When & How to Announce Baby News When Using IVF

 

The choice of when to share your pregnancy news with those around you is a moment so many parents-to-be dream about for years. When you’re becoming a parent through surrogacy, sometimes this announcement takes on new levels of anxiety and planning.

Intended parents often express stress over sharing their news, for fear of how it will be received. Will those around you have negative opinions of surrogacy or invasive questions? And, of course, what happens if a transfer doesn’t result in a pregnancy, or if a viable pregnancy ends up in a miscarriage? Balancing these worries with the excitement and joy bubbling just beneath the surface make it tricky to decide when to share your pregnancy news. Here’s a look at pros and cons of three different approaches.

No Nerves!

Some intended parents feel that sharing the news of a positive pregnancy test early allows friends and family to share in that initial excitement that they’re experiencing. It can be hard to keep such happy news a secret, especially when the road to pregnancy for most intended parents has been such a long one. Sharing your news early also entitles you to a bit of empathy for those new emotions and stresses that may be taking a toll on your life already.
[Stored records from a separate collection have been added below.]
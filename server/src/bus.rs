//! Notification bus between the server and its host.
//!
//! Events flow over a bounded channel. Emission is non-blocking by
//! contract: an event below the configured level threshold is discarded,
//! and an event that arrives while the channel is full is dropped rather
//! than stalling the request loop. The host drains the receiver; once
//! [`Server::quit`](crate::Server::quit) returns, the channel yields any
//! buffered events and then reports disconnection.

use std::error::Error;
use std::fmt;

use corbel_protocol::{Level, Status};
use crossbeam_channel::{Receiver, Sender, bounded};

/// Error payload carried alongside an event.
pub type EventError = Box<dyn Error + Send + Sync>;

/// One notification record.
///
/// `conn` and `req` label the connection and the request within it; both
/// are zero for listener-level events.
#[derive(Debug)]
pub struct Event {
    /// Connection id, monotonic per server starting at 1.
    pub conn: u64,
    /// Request number within the connection, starting at 1.
    pub req: u64,
    /// Numeric status code.
    pub code: u16,
    /// Textual description.
    pub txt: String,
    /// Underlying error, when one caused the event.
    pub err: Option<EventError>,
}

impl fmt::Display for Event {
    fn fmt(&self, f: &mut fmt::Formatter<'_>) -> fmt::Result {
        write!(f, "conn {} req {} status {}", self.conn, self.req, self.code)?;
        if !self.txt.is_empty() {
            write!(f, " ({})", self.txt)?;
        }
        if let Some(err) = &self.err {
            write!(f, "; err: {err}")?;
        }
        Ok(())
    }
}

impl Error for Event {}

/// Cloneable emitter half of the notification channel.
#[derive(Clone)]
pub(crate) struct Bus {
    tx: Sender<Event>,
    threshold: Level,
}

impl Bus {
    pub(crate) fn new(capacity: usize, threshold: Level) -> (Bus, Receiver<Event>) {
        let (tx, rx) = bounded(capacity.max(1));
        (Bus { tx, threshold }, rx)
    }

    /// Emit one event. Never blocks: below-threshold events are discarded
    /// and a full channel drops the event.
    pub(crate) fn emit(
        &self,
        conn: u64,
        req: u64,
        status: Status,
        txt: impl Into<String>,
        err: Option<EventError>,
    ) {
        if status.level() < self.threshold {
            return;
        }
        let _ = self.tx.try_send(Event {
            conn,
            req,
            code: status.code(),
            txt: txt.into(),
            err,
        });
    }
}

#[cfg(test)]
mod tests {
    use super::*;

    #[test]
    fn event_formatting() {
        let mut event = Event {
            conn: 1,
            req: 1,
            code: 200,
            txt: "reply sent".into(),
            err: None,
        };
        assert_eq!(event.to_string(), "conn 1 req 1 status 200 (reply sent)");

        event.err = Some("something bad".into());
        assert_eq!(
            event.to_string(),
            "conn 1 req 1 status 200 (reply sent); err: something bad"
        );
    }

    #[test]
    fn below_threshold_is_discarded() {
        let (bus, rx) = Bus::new(8, Level::Error);
        bus.emit(1, 1, Status::Connected, "client connected", None);
        bus.emit(1, 1, Status::ReplySent, "reply sent", None);
        bus.emit(1, 1, Status::RequestFailed, "request failed", None);
        bus.emit(0, 0, Status::ListenerFailed, "listener", None);

        let codes: Vec<u16> = rx.try_iter().map(|e| e.code).collect();
        assert_eq!(codes, vec![500, 599]);
    }

    #[test]
    fn full_channel_drops_instead_of_blocking() {
        let (bus, rx) = Bus::new(1, Level::All);
        bus.emit(1, 1, Status::Connected, "first", None);
        // Channel is full now; this emit must return immediately and lose
        // the event.
        bus.emit(1, 2, Status::Connected, "second", None);

        let events: Vec<Event> = rx.try_iter().collect();
        assert_eq!(events.len(), 1);
        assert_eq!(events[0].txt, "first");
    }

    #[test]
    fn receiver_disconnects_after_last_sender_drops() {
        let (bus, rx) = Bus::new(4, Level::All);
        bus.emit(1, 1, Status::Connected, "client connected", None);
        drop(bus);

        assert_eq!(rx.recv().unwrap().code, 100);
        assert!(rx.recv().is_err());
    }
}
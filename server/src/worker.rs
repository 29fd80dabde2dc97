//! Per-connection worker: the framed read/dispatch/write loop.

use std::sync::Arc;
use std::sync::atomic::{AtomicUsize, Ordering};
use std::time::Duration;

use corbel_protocol::framing::{Codec, FrameError};
use corbel_protocol::{Status, tokens};
use parking_lot::RwLock;

use crate::bus::Bus;
use crate::config::FramingMode;
use crate::dispatch::{ArgMode, DispatchTable};
use crate::listener::WireStream;
use crate::metrics;

/// Per-connection settings copied out of the server config.
#[derive(Clone)]
pub(crate) struct ConnSettings {
    pub timeout: i64,
    pub reqlen: usize,
    pub framing: FramingMode,
    pub eom: Vec<u8>,
}

/// Decrements the active-worker counter (and the active-connections gauge)
/// on every exit path of a worker thread.
pub(crate) struct ActiveGuard(Arc<AtomicUsize>);

impl ActiveGuard {
    pub(crate) fn new(counter: Arc<AtomicUsize>) -> Self {
        metrics::CONNECTIONS_ACTIVE.increment();
        ActiveGuard(counter)
    }
}

impl Drop for ActiveGuard {
    fn drop(&mut self) {
        metrics::CONNECTIONS_ACTIVE.decrement();
        self.0.fetch_sub(1, Ordering::SeqCst);
    }
}

/// Serve one connection until the client goes away, a fatal framing or
/// timeout error occurs, or a one-shot session completes.
///
/// The stream is closed by drop on every exit path.
pub(crate) fn run(
    mut stream: WireStream,
    conn: u64,
    table: Arc<RwLock<DispatchTable>>,
    bus: Bus,
    settings: ConnSettings,
) {
    let mut codec = match settings.framing {
        FramingMode::LengthPrefixed => Codec::length_prefixed(),
        FramingMode::Delimited => Codec::delimited(settings.eom.clone()),
    };
    let mut req: u64 = 0;

    tracing::debug!(conn, "client connected");
    bus.emit(conn, req, Status::Connected, "client connected", None);

    loop {
        // One-shot connections end after their first completed request.
        if settings.timeout < 0 && req > 0 {
            bus.emit(conn, req, Status::SessionEnd, "ending session", None);
            break;
        }

        if settings.timeout != 0 {
            let deadline = Duration::from_millis(settings.timeout.unsigned_abs());
            if stream.set_read_timeout(Some(deadline)).is_err() {
                bus.emit(conn, req, Status::NetworkError, "network error", None);
                break;
            }
        }

        let frame = match codec.read_frame(&mut stream, settings.reqlen) {
            Ok(frame) => frame,
            Err(err @ FrameError::Eof) => {
                tracing::debug!(conn, "client disconnected");
                bus.emit(
                    conn,
                    req,
                    Status::Disconnected,
                    "client disconnected",
                    Some(err.into()),
                );
                break;
            }
            Err(err @ FrameError::TooLong(_)) => {
                metrics::PROTOCOL_ERRORS.increment();
                send_error(&codec, &mut stream, Status::ReqLenExceeded, || {
                    "request over limit".to_string()
                });
                bus.emit(
                    conn,
                    req,
                    Status::ReqLenExceeded,
                    "request over limit; closing conn",
                    Some(err.into()),
                );
                break;
            }
            Err(err) => {
                bus.emit(conn, req, Status::SessionEnd, "ending session", Some(err.into()));
                break;
            }
        };

        // A complete frame was pulled off the wire; it counts as a request
        // whether or not it dispatches.
        req += 1;

        let locations = tokens::locations(&frame);
        let Some(&(cmd_start, cmd_end)) = locations.first() else {
            // Empty (or all-whitespace) request.
            metrics::PROTOCOL_ERRORS.increment();
            let guard = table.read();
            send_error(&codec, &mut stream, Status::NilRequest, || {
                format!("Received empty request. Available commands: {}", guard.help())
            });
            drop(guard);
            bus.emit(conn, req, Status::NilRequest, "nil request", None);
            continue;
        };
        let cmd = &frame[cmd_start..cmd_end];
        let args: &[u8] = match locations.get(1) {
            Some(&(arg_start, _)) => &frame[arg_start..],
            None => &[],
        };

        let guard = table.read();
        let Some(entry) = guard.get(cmd) else {
            metrics::PROTOCOL_ERRORS.increment();
            let cmd = String::from_utf8_lossy(cmd).into_owned();
            send_error(&codec, &mut stream, Status::BadCommand, || {
                format!("Unknown command '{cmd}'. Available commands: {}", guard.help())
            });
            bus.emit(conn, req, Status::BadCommand, format!("bad command: [{cmd}]"), None);
            continue;
        };

        metrics::REQUESTS_DISPATCHED.increment();
        tracing::trace!(conn, req, cmd = %String::from_utf8_lossy(cmd), "dispatching");
        bus.emit(
            conn,
            req,
            Status::Dispatching,
            format!("dispatching: [{}]", String::from_utf8_lossy(cmd)),
            None,
        );

        let argv: Vec<Vec<u8>> = match entry.mode {
            ArgMode::Argv => tokens::to_bytes(args),
            ArgMode::Blob => vec![args.to_vec()],
        };

        match (entry.handler)(&argv) {
            Err(err) => {
                metrics::REQUESTS_FAILED.increment();
                send_error(&codec, &mut stream, Status::RequestFailed, || {
                    "Sorry, an error occurred and your request could not be completed.".to_string()
                });
                bus.emit(conn, req, Status::RequestFailed, "request failed", Some(err));
            }
            Ok(reply) => {
                if let Err(err) = codec.write_frame(&mut stream, &reply) {
                    bus.emit(conn, req, Status::NetworkError, "network error", Some(err.into()));
                    break;
                }
                bus.emit(conn, req, Status::ReplySent, "reply sent", None);
            }
        }
    }
}

/// Send an error reply. Length-prefixed connections get the bare 11-byte
/// wire sentinel; delimited connections get the legacy human-readable line.
/// Write failures are ignored here: the next read surfaces the broken
/// connection.
fn send_error<F: FnOnce() -> String>(
    codec: &Codec,
    stream: &mut WireStream,
    status: Status,
    legacy_text: F,
) {
    let reply: Vec<u8> = match codec {
        Codec::Length => match status.sentinel() {
            Some(sentinel) => sentinel.to_vec(),
            None => return,
        },
        Codec::Delimited { .. } => legacy_text().into_bytes(),
    };
    let _ = codec.write_frame(stream, &reply);
}
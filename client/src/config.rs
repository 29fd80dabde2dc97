//! Client configuration.

use serde::Deserialize;

/// Configuration for a [`Client`](crate::Client).
#[derive(Debug, Clone, Deserialize)]
#[serde(deny_unknown_fields)]
pub struct ClientConfig {
    /// Unix socket path, or `host:port` for TCP and TLS.
    pub addr: String,

    /// Per-operation deadline in milliseconds for `dispatch` and `read`.
    /// Zero disables the deadline.
    #[serde(default)]
    pub timeout: i64,
}

impl ClientConfig {
    /// A configuration with no deadline.
    pub fn new(addr: impl Into<String>) -> Self {
        Self {
            addr: addr.into(),
            timeout: 0,
        }
    }
}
However, sharing your news early, before the point of viability, opens you up to increased concern over having to share the news of a miscarriage or pregnancy loss.

Cautiously Excited.

The fear of having to tell friends and family about early pregnancy loss is what motivates many intended parents to wait to share their news. Many intended parents wait until the 12th week of pregnancy to share their pregnancy news, as the rate of miscarriage drops dramatically from this point on. Parents in this category generally feel as though withholding the news of a pregnancy until it appears to be very viable enables them a safety net in the unfortunate event of a first-trimester miscarriage.

Additionally, many parents-to-be wait until late first-trimester genetic tests have been done to share their news. This option allows for some time to keep the news just between yourself and sharing your news with friends and family. That period of intimacy can be very special for your partner and yourself.

Better to be Safe…

Finally, some parents choose to wait to share the news of their pregnancy until late in the third trimester, or even until after the birth. This choice is generally made by parents who are not wanting to face criticism or unsolicited advice during the pregnancy process. A late reveal is an option uniquely available to parents of surrogacy, as a third-trimester belly is very hard to hide! Going this route allows you to share the biggest news of your life in a dramatic way!

However, it also limits your pool of support from friends and family and makes for a long, lonely pregnancy. It’s hard to keep a secret this big, and you may find that close friends and family feel cheated out of experiencing the pregnancy with you if you choose this route.

What is important to remember is that there is no singular “right” time to share your pregnancy news. The right time for one parent may not be ideal at all for another. You’ll need to balance the desires for privacy, support, and inclusion as you decide when to share your news. This announcement is just the first of many new decisions that you’ll need to make from the heart.

Dr. Kim Bergman

Kim Bergman, PhD, a licensed psychologist of 22 years, has specialized in the area of gay and lesbian parenting, parenting by choice and third party assisted reproduction for the last two decades. Dr. Bergman has created a comprehensive psychological screening, support and monitoring process for Intended Parents, Surrogates and Donors. She is the co-owner of Fertility Counseling Services and Growing Generations and is a member of the American Society of Reproductive Medicine, the American Fertility Association, the American Psychological Association, the Los Angeles County Psychological Association, the Lesbian and Gay Psychotherapy Association, and the Gay and Lesbian Medical Association. She is on the national board of the Family Equality Council. Dr. Bergman writes, teaches and speaks extensively on parenting by choice. Along with co-authors, she published “Gay Men Who Become Fathers via Surrogacy: The Transition to Parenthood” (Journal of GLBT Family Studies, April 2010). Dr. Bergman created her own family using third party assisted reproduction and she lives with her wife of 28 years and their two teenage daughters.